The International Energy Agency (IEA) states that around 40% of companies committing to net-zero targets have yet to disclose details about their plans. Forward-thinking investors should focus on companies with ambitious decarbonization goals, but it's essential to verify the credibility of these plans before investing. The sectors mentioned in Figure 1 consistently top the emissions rankings of the MSCI All Country World Index, making them areas of focus for climate-conscious investors.
Figure 1 shows the emissions ranking in the MSCI All Country World Index.
[Figure 1 would be a link to an image or graph showing the emissions ranking in the MSCI All Country World Index]
In conclusion, climate-conscious investors are increasingly backing high-emission companies with ambitious decarbonization plans that demonstrate credible, measurable progress toward reducing emissions, engage transparently on ESG factors, and align their strategies with broader sustainability goals while generating competitive financial returns. By combining these factors, high-emission companies can position themselves as attractive investment opportunities for climate-conscious capital seeking impactful transformation rather than simple avoidance.

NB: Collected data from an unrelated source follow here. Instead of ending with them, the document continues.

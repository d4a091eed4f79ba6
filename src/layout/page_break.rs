//! # Line Splitting
//!
//! How many lines of a wrapped paragraph go on the current page. All lines
//! of a paragraph share one style, so the decision is a count: the lines that
//! fit, bounded by the orphan and widow minimums.

/// Orphan/widow minimums, in lines.
#[derive(Debug, Clone, Copy, PartialEq, Eq)]
pub struct LineRules {
    /// Fewest lines allowed at the bottom of a page.
    pub min_orphan: usize,
    /// Fewest lines allowed to start the next page.
    pub min_widow: usize,
}

#[derive(Debug, Clone, Copy, PartialEq, Eq)]
pub enum LineSplit {
    /// Every remaining line fits here.
    All,
    /// Nothing goes on this page.
    NextPage,
    /// Draw this many lines here and carry the rest over.
    Take(usize),
}

/// Whole lines of `line_height` that fit in `remaining`. An exact fit counts.
pub fn lines_that_fit(remaining: f64, line_height: f64) -> usize {
    if line_height <= 0.0 {
        return usize::MAX;
    }
    ((remaining + 1e-6) / line_height).floor().max(0.0) as usize
}

/// Split `total` lines when `fitting` of them fit on the current page.
pub fn split_lines(fitting: usize, total: usize, rules: LineRules) -> LineSplit {
    if fitting >= total {
        return LineSplit::All;
    }
    if fitting == 0 || fitting < rules.min_orphan {
        return LineSplit::NextPage;
    }
    if total - fitting >= rules.min_widow {
        return LineSplit::Take(fitting);
    }
    // Pull lines back so the next page starts with `min_widow` of them.
    let take = total.saturating_sub(rules.min_widow);
    if take == 0 || take < rules.min_orphan {
        LineSplit::NextPage
    } else {
        LineSplit::Take(take)
    }
}

#[cfg(test)]
mod tests {
    use super::*;

    const RULES: LineRules = LineRules {
        min_orphan: 2,
        min_widow: 2,
    };

    #[test]
    fn exact_fit_counts() {
        assert_eq!(lines_that_fit(39.0, 13.0), 3);
        assert_eq!(lines_that_fit(38.9, 13.0), 2);
        assert_eq!(lines_that_fit(-5.0, 13.0), 0);
        assert_eq!(split_lines(3, 3, RULES), LineSplit::All);
    }

    #[test]
    fn splits_where_lines_stop_fitting() {
        assert_eq!(split_lines(4, 10, RULES), LineSplit::Take(4));
    }

    #[test]
    fn single_orphan_line_moves_paragraph() {
        assert_eq!(split_lines(1, 5, RULES), LineSplit::NextPage);
        assert_eq!(split_lines(0, 1, RULES), LineSplit::NextPage);
    }

    #[test]
    fn widow_pulls_a_line_over() {
        // 4 of 5 fit, which would carry one line alone.
        assert_eq!(split_lines(4, 5, RULES), LineSplit::Take(3));
    }

    #[test]
    fn widow_fix_that_would_orphan_moves_everything() {
        // 2 of 3 fit; pulling one back would leave a single orphan.
        assert_eq!(split_lines(2, 3, RULES), LineSplit::NextPage);
    }

    #[test]
    fn no_minimums_takes_what_fits() {
        let loose = LineRules {
            min_orphan: 1,
            min_widow: 1,
        };
        assert_eq!(split_lines(1, 5, loose), LineSplit::Take(1));
        assert_eq!(split_lines(4, 5, loose), LineSplit::Take(4));
    }
}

- Some high-emission companies with credible and measurable decarbonization plans are receiving investments from environmental-science focused investors, such as Nordea with their Global Climate Transition Engagement Strategy.
- Transparency in reporting ESG integration, sustainability progress, and carbon intensity reduction is vital for climate-conscious investors, as many institutional investors are prioritizing these factors and may end relationships with fund managers lacking ESG commitment.
- Operational and product lifecycle decarbonization is an approach adopted by leading firms seeking to reduce their emissions across the entire value chain. For instance, Lafarge Holcim, a high-emission company in the cement industry, aims to decrease Scope 1 and 2 emissions by specific percentages by 2030.